---------- RECORDS FOR THE TASK ----------
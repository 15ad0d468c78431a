use std::path::Path;

use anyhow::{anyhow, bail, Context, Result};
use chrono::Utc;
use enrollkit_core::auth::CredentialStore;
use enrollkit_core::models::{
    ClassSectionResponse, EnrollmentFilter, EnrollmentResponse, EnrollmentStatus,
    RegistrationRequest, TermResponse, UpdateEnrollmentStatus, UserRole,
};
use enrollkit_core::{ApiClient, AuthenticationError, Config, Credentials, SessionError};
use tracing::{debug, warn};

use crate::{CatalogView, Cli, Command, EnrollmentAction, StudentView};

pub async fn register(config: &Config, file: &Path) -> Result<()> {
    let contents = std::fs::read_to_string(file)
        .with_context(|| format!("Failed to read {}", file.display()))?;
    let request: RegistrationRequest =
        serde_json::from_str(&contents).context("Failed to parse registration JSON")?;

    let api = ApiClient::from_config(config)?;
    let user = api.register(&request).await?;
    println!("Registered {} <{}> (id {})", user.display_name(), user.email, user.id);
    if !user.is_active {
        println!("The account is pending approval.");
    }
    Ok(())
}

pub fn forget(config: &Config, email: Option<&str>) -> Result<()> {
    let email = email
        .or(config.last_email.as_deref())
        .ok_or_else(|| anyhow!("No email given and none remembered"))?;
    CredentialStore::delete(email)?;
    println!("Forgot the password for {}", email);
    Ok(())
}

fn resolve_email(config: &Config, cli: &Cli) -> Result<String> {
    if let Some(ref email) = cli.email {
        return Ok(email.trim().to_string());
    }
    if let Some(ref email) = config.last_email {
        return Ok(email.clone());
    }
    let email = prompt_line("Email: ")?;
    if email.is_empty() {
        bail!("An email is required");
    }
    Ok(email)
}

fn prompt_line(label: &str) -> Result<String> {
    use std::io::Write;
    eprint!("{}", label);
    std::io::stderr().flush()?;
    let mut line = String::new();
    std::io::stdin().read_line(&mut line)?;
    Ok(line.trim().to_string())
}

/// A remembered password the server refused, or one that no longer passes
/// local validation. Either way it will never work again.
fn is_stale_password(error: &SessionError) -> bool {
    matches!(
        error,
        SessionError::Validation(_)
            | SessionError::Authentication(AuthenticationError::Rejected { .. })
    )
}

/// Sign in with the remembered password, or prompt for one.
async fn sign_in(api: &ApiClient, email: &str, remember: bool) -> Result<()> {
    if let Some(password) = CredentialStore::get_password(email) {
        debug!(email = email, "Using remembered password");
        match api.session().authenticate(&Credentials::new(email, password)).await {
            Ok(_) => return Ok(()),
            Err(e) if is_stale_password(&e) => {
                warn!(email = email, error = %e, "Remembered password was rejected, forgetting it");
                eprintln!("The remembered password was rejected.");
                if let Err(e) = CredentialStore::delete(email) {
                    warn!(error = %e, "Failed to forget rejected password");
                }
            }
            Err(e) => return Err(e.into()),
        }
    }

    let password = rpassword::prompt_password(format!("Password for {}: ", email))
        .context("Failed to read password")?;
    api.session()
        .authenticate(&Credentials::new(email, password.clone()))
        .await?;

    if remember {
        if let Err(e) = CredentialStore::store(email, &password) {
            warn!(error = %e, "Failed to remember password");
        }
    }
    Ok(())
}

pub async fn run_signed_in(config: &mut Config, cli: &Cli) -> Result<()> {
    // The cookie jar lives only as long as this process, so there is never
    // a server session to resume here; every run signs in.
    let api = ApiClient::from_config(config)?;

    let email = resolve_email(config, cli)?;
    sign_in(&api, &email, cli.remember).await?;
    if config.last_email.as_deref() != Some(email.as_str()) {
        config.last_email = Some(email);
        if let Err(e) = config.save() {
            warn!(error = %e, "Failed to save config");
        }
    }

    let result = run(&api, &cli.command).await;

    // The process is ending either way; drop the local token even if the
    // server could not be reached.
    if let Err(e) = api.sign_out().await {
        warn!(error = %e, "Sign-out failed");
        api.session().clear();
    }

    result
}

async fn run(api: &ApiClient, command: &Command) -> Result<()> {
    match command {
        Command::SignIn => {
            let session = api
                .session()
                .session()
                .ok_or_else(|| anyhow!("Not signed in"))?;
            let role = session.role.map(|r| r.to_string()).unwrap_or_else(|| "unknown".to_string());
            println!(
                "Signed in as {} - token valid for {} more minutes",
                role,
                session.minutes_until_expiry(Utc::now())
            );
        }
        Command::Whoami => whoami(api).await?,
        Command::Student { view } => student(api, view).await?,
        Command::Sections => {
            let sections = api.allowed_sections().await?;
            if sections.is_empty() {
                println!("No sections open for enrollment.");
            }
            for section in &sections {
                print_section(section);
            }
        }
        Command::Enroll {
            student_id,
            class_section_id,
        } => {
            let enrollment = api.enroll_student(student_id, class_section_id).await?;
            print_enrollment(&enrollment);
        }
        Command::Enrollments { action } => enrollments(api, action).await?,
        Command::Catalog { view } => catalog(api, view).await?,
        Command::Register { .. } | Command::Forget => {}
    }
    Ok(())
}

async fn whoami(api: &ApiClient) -> Result<()> {
    let role = api.session().session().and_then(|s| s.role);
    match role {
        Some(UserRole::Dean) => {
            let dean = api.current_dean().await?;
            println!("{} <{}> - Dean", dean.user.display_name(), dean.user.email);
        }
        Some(UserRole::ProgramChair) => {
            let chair = api.current_program_chair().await?;
            println!("{} <{}> - Program Chair", chair.user.display_name(), chair.user.email);
        }
        Some(UserRole::Student) | None => {
            let student = api.current_student().await?;
            println!(
                "{} <{}> - Student {} (year {}, {:?})",
                student.user.display_name(),
                student.user.email,
                student.university_code,
                student.year_level,
                student.status
            );
        }
        Some(other) => println!("Signed in as {}", other),
    }
    Ok(())
}

async fn student(api: &ApiClient, view: &StudentView) -> Result<()> {
    match view {
        StudentView::Profile => {
            let student = api.current_student().await?;
            println!("{}", serde_json::to_string_pretty(&student)?);
        }
        StudentView::Enrollments => {
            let enrollments = api.my_enrollments().await?;
            if enrollments.is_empty() {
                println!("No enrollments yet.");
            }
            for enrollment in &enrollments {
                print_enrollment(enrollment);
            }
        }
        StudentView::CurrentTerm => print_term(&api.my_current_term().await?),
        StudentView::NextTerm => print_term(&api.my_next_term().await?),
    }
    Ok(())
}

async fn enrollments(api: &ApiClient, action: &EnrollmentAction) -> Result<()> {
    let results = match action {
        EnrollmentAction::List {
            status,
            department,
            program,
            section,
            term,
        } => {
            let filter = EnrollmentFilter {
                department_id: department.clone(),
                program_id: program.clone(),
                class_section_id: section.clone(),
                term_id: term.clone(),
            };
            match (status, filter.is_empty()) {
                (Some(status), true) => api.enrollments_by_status(*status).await?,
                (Some(_), false) => bail!("--status cannot be combined with id filters"),
                (None, true) => api.all_enrollments().await?,
                (None, false) => api.filtered_enrollments(&filter).await?,
            }
        }
        EnrollmentAction::Approve { ids } => {
            update_status(api, EnrollmentStatus::Approved, ids).await?
        }
        EnrollmentAction::Reject { ids } => {
            update_status(api, EnrollmentStatus::Rejected, ids).await?
        }
    };

    if results.is_empty() {
        println!("No enrollments found.");
    }
    for enrollment in &results {
        print_enrollment(enrollment);
    }
    Ok(())
}

async fn catalog(api: &ApiClient, view: &CatalogView) -> Result<()> {
    match view {
        CatalogView::Buildings => {
            for b in api.list_buildings().await? {
                println!("{:<24} rooms {:>3} (id {})", b.name, b.room_capacity, b.id);
            }
        }
        CatalogView::Rooms { building_id } => {
            for r in api.rooms_by_building(building_id).await? {
                println!(
                    "{:<10} {} (id {})",
                    r.room_code.as_deref().unwrap_or("-"),
                    r.building_details.name,
                    r.id
                );
            }
        }
        CatalogView::Departments => {
            for d in api.list_departments().await? {
                println!("{:<8} {} (id {})", d.department_code.as_deref().unwrap_or("-"), d.title, d.id);
            }
        }
        CatalogView::Programs { department_id } => {
            for p in api.programs_by_department(department_id).await? {
                println!("{:<8} {} (id {})", p.program_code.as_deref().unwrap_or("-"), p.title, p.id);
            }
        }
        CatalogView::Curricula { program_id } => {
            for c in api.curricula_by_program(program_id).await? {
                println!("{:<30} {:<10} {:?} (id {})", c.title, c.effective_years(), c.status, c.id);
            }
        }
        CatalogView::Courses => {
            for c in api.list_courses().await? {
                println!("{:<8} {:<40} {} units", c.course_code.as_deref().unwrap_or("-"), c.title, c.units);
            }
        }
        CatalogView::CurriculumCourses {
            curriculum_id,
            year_level,
            semester,
        } => {
            for entry in api.curriculum_courses(curriculum_id, *year_level, *semester).await? {
                let course = &entry.course_details;
                println!(
                    "{:<8} {:<40} {}",
                    course.course_code.as_deref().unwrap_or("-"),
                    course.title,
                    if entry.is_required { "required" } else { "elective" }
                );
            }
        }
        CatalogView::Terms { enrollment } => {
            let terms = if *enrollment {
                api.active_enrollment_terms().await?
            } else {
                api.active_year_terms().await?
            };
            if terms.is_empty() {
                println!("No active terms.");
            }
            for term in &terms {
                print_term(term);
            }
        }
        CatalogView::Offerings { term_id } => {
            for o in api.course_offerings_by_term(term_id).await? {
                let course = o.course();
                println!(
                    "{:<8} {:<40} {} (id {})",
                    course.course_code.as_deref().unwrap_or("-"),
                    course.title,
                    o.status,
                    o.id
                );
            }
        }
        CatalogView::Schedules { class_section_id } => {
            for s in api.class_schedules_by_section(class_section_id).await? {
                let day = s
                    .weekday()
                    .map(|d| d.to_string())
                    .unwrap_or_else(|| format!("day {}", s.day_of_week));
                println!(
                    "{:<4} {}-{} {}",
                    day,
                    s.start_time.format("%H:%M"),
                    s.end_time.format("%H:%M"),
                    s.room_details.room_code.as_deref().unwrap_or("-")
                );
            }
        }
        CatalogView::SetTermStatus { term_id, status } => {
            println!("{}", api.update_term_status(term_id, *status).await?.message);
        }
        CatalogView::SetCurriculumStatus {
            curriculum_id,
            status,
        } => {
            println!("{}", api.update_curriculum_status(curriculum_id, *status).await?.message);
        }
        CatalogView::SetOfferingStatus {
            offering_id,
            status,
        } => {
            println!(
                "{}",
                api.update_course_offering_status(offering_id, *status).await?.message
            );
        }
    }
    Ok(())
}

async fn update_status(
    api: &ApiClient,
    status: EnrollmentStatus,
    ids: &[String],
) -> Result<Vec<EnrollmentResponse>> {
    let update = UpdateEnrollmentStatus {
        status,
        enrollment_ids: ids.to_vec(),
    };
    Ok(api.update_enrollment_status(&update).await?)
}

fn print_enrollment(enrollment: &EnrollmentResponse) {
    println!(
        "{:<9} {:<30} {:<12} {}",
        enrollment.status,
        enrollment.student.user.display_name(),
        enrollment.class_section.section_code,
        enrollment.term.label()
    );
}

fn print_section(section: &ClassSectionResponse) {
    let course = section
        .course_offering()
        .map(|o| o.course().title.clone())
        .unwrap_or_default();
    println!(
        "{:<12} {:<30} {:>3} seats left {:?} (id {})",
        section.section_code,
        course,
        section.seats_left(),
        section.status,
        section.id
    );
}

fn print_term(term: &TermResponse) {
    println!(
        "{} [{:?}] enrollment {} to {}",
        term.label(),
        term.status,
        term.enrollment_start,
        term.enrollment_end
    );
}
----------
• [ABOUT THIS TASK]
Please retype the listing word for word, from its first line through the line containing "let contents = std::fs::read_to_string(file)", and add nothing else.

• [YOUR SOLUTION]
repository 15ad0d468c78431a
use std::path::Path;

use anyhow::{anyhow, bail, Context, Result};
use chrono::Utc;
use enrollkit_core::auth::CredentialStore;
use enrollkit_core::models::{
    ClassSectionResponse, EnrollmentFilter, EnrollmentResponse, EnrollmentStatus,
    RegistrationRequest, TermResponse, UpdateEnrollmentStatus, UserRole,
};
use enrollkit_core::{ApiClient, AuthenticationError, Config, Credentials, SessionError};
use tracing::{debug, warn};

use crate::{CatalogView, Cli, Command, EnrollmentAction, StudentView};

pub async fn register(config: &Config, file: &Path) -> Result<()> {
    let contents = std::fs::read_to_string(file)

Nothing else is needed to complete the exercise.